Saturday 22 November 2014

Queensland's future is more than a celebrity face-off between Palmer and Newman

Questionable mining approvals and big donations – that’s ‘Queensland Incorporated’. The Palmer inquiry is our best chance for transparency
campbell newman
‘The environmental regulation of resources industries in Queensland is broken.’ A Campbell Newman billboard, 2012. Photograph: AAP
The Clive Palmer-inspired inquiry into the activities and finances of the Queensland government is far more than a celebrity face-off between a coal baron turned parliamentarian and premier Campbell Newman.
It’s the best chance we’ve had in years to shine a light into the dark chambers of “Queensland Incorporated”: the donations, questionable mine approvals and the revolving door of senior staff job-shifting between government and the mining industry.
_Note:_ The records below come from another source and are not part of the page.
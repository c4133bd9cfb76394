//! Meadow demo: an apple sliding across a slowly spreading patch of grass.
//!
//! Reads `meadow.json` (or the path given as the first argument) for window,
//! logging, texture and grass settings. Press Escape or close the window to
//! quit.

mod grass;
mod player;

use std::path::PathBuf;
use std::rc::Rc;

use meadow::prelude::*;
use rand::SeedableRng;
use rand::rngs::StdRng;
use serde::Deserialize;

use grass::{Grass, GrassSettings};
use player::Player;

const CONFIG_PATH: &str = "meadow.json";

/// Textures used when the config file lists none.
const DEFAULT_TEXTURES: [(&str, &str); 2] = [
    ("./assets/apple.png", "apple"),
    ("./assets/grass1.png", "grass1"),
];

/// Demo-only settings living next to the engine's in the same file.
#[derive(Debug, Default, Deserialize)]
#[serde(default)]
struct DemoConfig {
    grass: GrassSettings,
}

fn main() -> anyhow::Result<()> {
    let path = std::env::args()
        .nth(1)
        .map(PathBuf::from)
        .unwrap_or_else(|| PathBuf::from(CONFIG_PATH));

    let config = EngineConfig::load_or_default(&path)?;
    meadow::logger::init(&config.log)?;
    let demo: DemoConfig = if path.exists() {
        log::info!("Loaded config from {}", path.display());
        read_json(&path)?
    } else {
        log::info!("No config at {}, using defaults", path.display());
        DemoConfig::default()
    };

    let backend = Desktop::new(&config)?;
    let mut engine = Engine::from_config(backend, &config)?;
    if config.textures.is_empty() {
        for (file, name) in DEFAULT_TEXTURES {
            engine.register_texture(file, name)?;
        }
    }
    engine.load_textures()?;

    engine.add_entity(Player::new("Player 1"));

    let (width, height) = engine.backend().viewport_size();
    let seed = Grass::new(
        width as f32 / 2.0,
        height as f32 / 2.0,
        Rc::new(demo.grass),
        StdRng::from_entropy(),
    );
    engine.add_entity(seed);

    let frames = engine.run();
    log::info!("Bye after {frames} frames");
    Ok(())
}
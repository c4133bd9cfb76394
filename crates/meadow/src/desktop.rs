//! Desktop backend: a winit window drawn with wgpu.
//!
//! winit normally owns the main loop (`run_app` never returns). The engine
//! needs to own it instead, so [`Desktop`] drives winit with
//! `pump_app_events` and a zero timeout: each `poll_events` drains whatever
//! the OS has queued and returns straight away.
//!
//! ```text
//! Desktop::new     pump until `resumed` has created window + GPU
//! poll_events      pump(0) ─► DesktopApp::window_event (keys, resize, close)
//! draw_*           QuadBatch::push
//! present_frame    render_quads ─► surface present, batch cleared
//! ```
//!
//! Surface errors never reach the engine: a lost or outdated surface is
//! reconfigured, running out of GPU memory closes the window, anything else
//! is logged and the frame is dropped.

use std::path::Path;
use std::sync::Arc;
use std::time::Duration;

use winit::application::ApplicationHandler;
use winit::event::{ElementState, WindowEvent};
use winit::event_loop::{ActiveEventLoop, EventLoop};
use winit::keyboard::PhysicalKey;
use winit::platform::pump_events::{EventLoopExtPumpEvents, PumpStatus};
use winit::window::WindowId;

use crate::config::{EngineConfig, WindowConfig};
use crate::error::{LoadError, StartupError};
use crate::input::{KeyCode, KeyState};
use crate::math::Rect;
use crate::platform::{Canvas, TextureLoader, Window};
use crate::render::GpuContext;
use crate::render2d::batch::QuadBatch;
use crate::render2d::draw::render_quads;
use crate::render2d::pipeline::QuadRenderer;
use crate::render2d::texture::{TextureStore, decode_image};
use crate::texture::TextureHandle;

/// How long `Desktop::new` waits per pump while the window comes up.
const STARTUP_PUMP_TIMEOUT: Duration = Duration::from_millis(10);

pub struct Desktop {
    event_loop: EventLoop<()>,
    app: DesktopApp,
}

impl Desktop {
    /// Open the window and bring up the GPU. Blocks until both exist.
    pub fn new(config: &EngineConfig) -> Result<Self, StartupError> {
        let mut event_loop = EventLoop::new()?;
        let mut app = DesktopApp::new(config);

        while app.gpu.is_none() {
            let status = event_loop.pump_app_events(Some(STARTUP_PUMP_TIMEOUT), &mut app);
            if let Some(e) = app.startup_error.take() {
                return Err(e);
            }
            if let PumpStatus::Exit(code) = status {
                return Err(StartupError::Exited(code));
            }
        }

        Ok(Self { event_loop, app })
    }
}

impl Window for Desktop {
    fn should_close(&self) -> bool {
        self.app.close_requested
    }

    fn request_close(&mut self) {
        self.app.close_requested = true;
    }

    fn poll_events(&mut self) {
        if let PumpStatus::Exit(code) = self
            .event_loop
            .pump_app_events(Some(Duration::ZERO), &mut self.app)
        {
            log::info!("Event loop exited with code {code}");
            self.app.close_requested = true;
        }
    }

    fn present_frame(&mut self) {
        self.app.present();
    }

    fn is_key_pressed(&self, key: KeyCode) -> bool {
        self.app.keys.is_pressed(key)
    }

    fn viewport_size(&self) -> (u32, u32) {
        match &self.app.gpu {
            Some(gpu) => gpu.surface_size(),
            None => (self.app.window_config.width, self.app.window_config.height),
        }
    }
}

impl Canvas for Desktop {
    fn draw_textured_rect(&mut self, texture: TextureHandle, rect: Rect, viewport: (u32, u32)) {
        self.app.batch.push(texture, rect, viewport);
    }
}

impl TextureLoader for Desktop {
    fn load_texture(&mut self, path: &Path) -> Result<TextureHandle, LoadError> {
        let image = decode_image(path)?;
        let (Some(gpu), Some(renderer)) = (&self.app.gpu, &self.app.renderer) else {
            return Err(LoadError::NoDevice {
                path: path.to_path_buf(),
            });
        };
        let label = path.to_string_lossy();
        let handle = self.app.store.upload(gpu, renderer, &label, &image);
        if let Some(texture) = self.app.store.get(handle) {
            log::debug!(
                "Uploaded {label} ({}x{}), {} textures on GPU",
                texture.width,
                texture.height,
                self.app.store.len()
            );
        }
        Ok(handle)
    }
}

/// The state winit calls back into.
struct DesktopApp {
    window_config: WindowConfig,
    clear_color: wgpu::Color,
    window: Option<Arc<winit::window::Window>>,
    gpu: Option<GpuContext>,
    renderer: Option<QuadRenderer>,
    store: TextureStore,
    batch: QuadBatch,
    keys: KeyState,
    close_requested: bool,
    startup_error: Option<StartupError>,
}

impl DesktopApp {
    fn new(config: &EngineConfig) -> Self {
        let [r, g, b, a] = config.clear_color;
        Self {
            window_config: config.window.clone(),
            clear_color: wgpu::Color { r, g, b, a },
            window: None,
            gpu: None,
            renderer: None,
            store: TextureStore::new(),
            batch: QuadBatch::new(),
            keys: KeyState::new(),
            close_requested: false,
            startup_error: None,
        }
    }

    fn create_window(&mut self, event_loop: &ActiveEventLoop) -> Result<(), StartupError> {
        let attrs = winit::window::Window::default_attributes()
            .with_title(&self.window_config.title)
            .with_inner_size(winit::dpi::LogicalSize::new(
                self.window_config.width as f64,
                self.window_config.height as f64,
            ));
        let window = Arc::new(event_loop.create_window(attrs)?);

        let gpu = GpuContext::new(window.clone())?;
        let renderer = QuadRenderer::new(&gpu);
        let (width, height) = gpu.surface_size();
        log::info!(
            "Created window '{}' ({width}x{height})",
            self.window_config.title
        );

        self.window = Some(window);
        self.gpu = Some(gpu);
        self.renderer = Some(renderer);
        Ok(())
    }

    fn present(&mut self) {
        let (Some(gpu), Some(renderer)) = (&mut self.gpu, &self.renderer) else {
            self.batch.clear();
            return;
        };

        if let Some(window) = &self.window {
            window.pre_present_notify();
        }

        match render_quads(gpu, renderer, &self.store, &self.batch, self.clear_color) {
            Ok(()) => {}
            Err(wgpu::SurfaceError::Lost | wgpu::SurfaceError::Outdated) => {
                let (w, h) = gpu.surface_size();
                gpu.resize(w, h);
            }
            Err(wgpu::SurfaceError::OutOfMemory) => {
                log::error!("Out of GPU memory!");
                self.close_requested = true;
            }
            Err(e) => {
                log::warn!("Surface error: {e:?}");
            }
        }
        self.batch.clear();
    }
}

impl ApplicationHandler for DesktopApp {
    fn resumed(&mut self, event_loop: &ActiveEventLoop) {
        if self.window.is_some() {
            return;
        }
        if let Err(e) = self.create_window(event_loop) {
            log::error!("{e}");
            self.startup_error = Some(e);
            event_loop.exit();
        }
    }

    fn window_event(&mut self, _event_loop: &ActiveEventLoop, _id: WindowId, event: WindowEvent) {
        match event {
            WindowEvent::CloseRequested => {
                log::info!("Window close requested");
                self.close_requested = true;
            }

            WindowEvent::Resized(size) => {
                if let Some(gpu) = &mut self.gpu {
                    gpu.resize(size.width, size.height);
                }
            }

            WindowEvent::Focused(false) => self.keys.release_all(),

            WindowEvent::KeyboardInput { event, .. } => {
                if let PhysicalKey::Code(key_code) = event.physical_key {
                    match event.state {
                        ElementState::Pressed => self.keys.press(key_code),
                        ElementState::Released => self.keys.release(key_code),
                    }
                }
            }

            _ => {}
        }
    }
}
The environmental regulation of resources industries in Queensland is broken. Not one coal mine has been rejected on environmental grounds after going through the approvals process in the state’s history.
Community concerns have been raised over large political donations from the mining industry and the environmental approvals that appear to follow these donations.
According to the AFR, one former coal-mining tycoon was allegedly granted an approval to amend his environmental authority for maintenance dredging near the Great Barrier Reef just one week after purportedly donating $150,000 to the Queensland LNP. The tycoon in question denies any link.
Campbell Newman has reneged on previous assurances that he wouldn’t support the expansion of the Acland coal mine in southern Queensland. The Queensland LNP and federal Liberal party together have received $700,000 in donations from the owners of the mine between 2010 and 2013.
We have seen the massive Gladstone LNG plants and export terminals on Curtis Island approved without so much as a cost benefit analysis. Local industry and householders will now have to pay world-parity pricing as a result of these approvals. The cost to Australian households has been estimated at $544m a year, while industrial users will have to pay and additional $3.2bn.
Mining industry lobbyists have written environmental policy for the government. The crime and corruption commission has not investigated referrals relating to the approval of CSG projects and the export terminals, saying those issues are “outside its jurisdiction”.
The legislation covering resource projects is so heavily weighted in favour of the proponents that it is virtually impossible for other stakeholders to have their concerns properly addressed.
In September this year we saw an extraordinary move by the Queensland government. At three minutes to midnight, Campbell Newman introduced amendments to the mining laws that effectively stripped away what few rights communities, neighbours and other effected landholders had to object to mining projects.
Other proposed changes will remove the requirements for coal mining companies to obtain water licences for the groundwater they extract during mining operations, thus allowing unsustainable take and posing a major risk to adjoining property holders.
Landholders and local communities are the ones that are paying the price for the state government’s entrenched kowtowing to the mining industry.
Those of us who live in the Sunshine state have been calling for transparency and the opportunity to put Queensland Inc. under the microscope for years. We hope that this inquiry will expose the truth behind a raft of questionable project approvals. Ultimately, we hope it leads to a Royal Commission – and eventually to a more open and accountable government.